Anyone here have a large expanse of sand near their home? A dessert? A flood plain? A sand dune? A beach?
I got a beach nearby, but it’s all pebbles
i never thought about golfcourses, RRM. that’s brilliant.
i’ve got a playground a few blocks behind my house. otherwise, most of the sand in the ozarks is locked in the sandstones.
by the way, what are you after, scout?
Nope not here, the nearest big beach is at lake Erie an hour away and it’s not very fine sand. I know someone who uses a sand volleyball court that no one uses near their apartment complex as their own personal tracking box.
I gots me a big beach at the bottom of the road.
I have the gulf coast maybe 60 miles away.
What’s up with the sand?
Jon Young (Tom Browns first student) has mentioned many times that all really good tracking cultures have developed where they had access to large expanses of sand.
It makes me wonder how many there are, where they are, and it that is a requirement for a good tracking culture to grow… it may prove valuable to have something like that near where you live, or know where they are.
You probably already know but theres a big sandbar at Oxbow Park. I’ve only been there once but it was sweet because there were a bunch of different types of tracks in that one spot.
Haha. Yeah, I learned how to Track at Oxbow. I owe that place more than I could ever say. My nose is still dirty from that sandbar. Oh how I love that place… To bad it’s 45 minutes by car, 3-4 hours by bike! What to do??? There has to be something closer!
Well now that I am goin to VA for the summer, you can always take a detour from your east coast trip to come hangout at back bay and track in the sand there with me! And we could go chill at the great dismal swamp too, but theres not much sand there.
Jon Young (Tom Browns first student) has mentioned many times that all really good tracking cultures have developed where they had access to large expanses of sand.It makes me wonder how many there are, where they are, and it that is a requirement for a good tracking culture to grow… it may prove valuable to have something like that near where you live, or know where they are.

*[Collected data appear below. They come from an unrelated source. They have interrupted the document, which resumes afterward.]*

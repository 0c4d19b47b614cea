//! Data-fetch collaborator for listing pages.

use async_trait::async_trait;

use crate::result::AppResult;
use crate::types::item::ListingItem;

/// Supplies the ordered entries of a listing one window at a time.
///
/// Ordering and filtering (published entries only, newest first, and so
/// on) are the implementation's business; the generator only asks for
/// windows by offset and limit.
#[async_trait]
pub trait SliceSource: Send + Sync {
    /// Total number of entries in the listing.
    async fn total_items(&self) -> AppResult<u64>;

    /// Return at most `limit` entries starting at `offset`.
    async fn fetch_slice(&self, offset: u64, limit: u64) -> AppResult<Vec<ListingItem>>;
}
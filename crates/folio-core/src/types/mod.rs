//! Core type definitions used across the Folio workspace.

pub mod item;
pub mod navigation;
pub mod pagination;

pub use item::ListingItem;
pub use navigation::{LinkRel, NavLink, Navigation};
pub use pagination::{PageRequest, PageResult};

Interesting. I spent some time with the Zalabiyeh Bedouin in southern Jordan on two different trips in 2005 and 2007. The northern Arabian desert is largely composed of sandstone-granitic mountains rising from sandy dry river valleys (wadis) and clay pans, sand dunes with hammada type scrub vegetation and interspersed Acacia trees. One time I was living in this camp with some goats and they took off and I had to track them as I had barefeet and couldn’t keep up on the hot sand and they got out of sight. Later on I was joined by an older Bedouin man and it was amazing to me how he could track- From dozens of footprints scattered in the sand he read exactly which way my 4 goats were headed. Over sand dunes and sandstone outcroppings/mtns where it’s basically pure rock, the only sign is scat, and we located them eventually far up near the top of a sandstone gorge.
Many other times we went to track camels that had been sent out to forage on the desert scrub or we had to locate lost camels. Many times I didn’t see barely any sign at all, but they would find tracks and sign, sometimes scattered miles apart and know that was so-and-so’s camels and what direction they were likely to be heading in, etc.
When we were hunting rabbits(we would also spotlight for rabbits at night before the moonrise), we used several people to “drive” the rabbit towards the two Bedouin who had shotguns, there were 9 of us in total including the kids and they brought along a goat and we made mensaf (boiled goat served on communal platter) for lunch, the rabbit or rabbits were to be our supper if we were lucky. It seemed to work better to have several people working together to increase the chance of a shot at a fast animal that can disappear across the sand and over the next ridge and disappear. In any case that night we got nothing and made camp. The next day, in the morning everyone went out again and in the early afternoon one of the guys chased a rabbit into a crevice and shoved a stick into it, we ate it a few hours later under the shade of a sandstone ledge.
Jeezus! Don’t stop! More beautiful stories. Holy christ.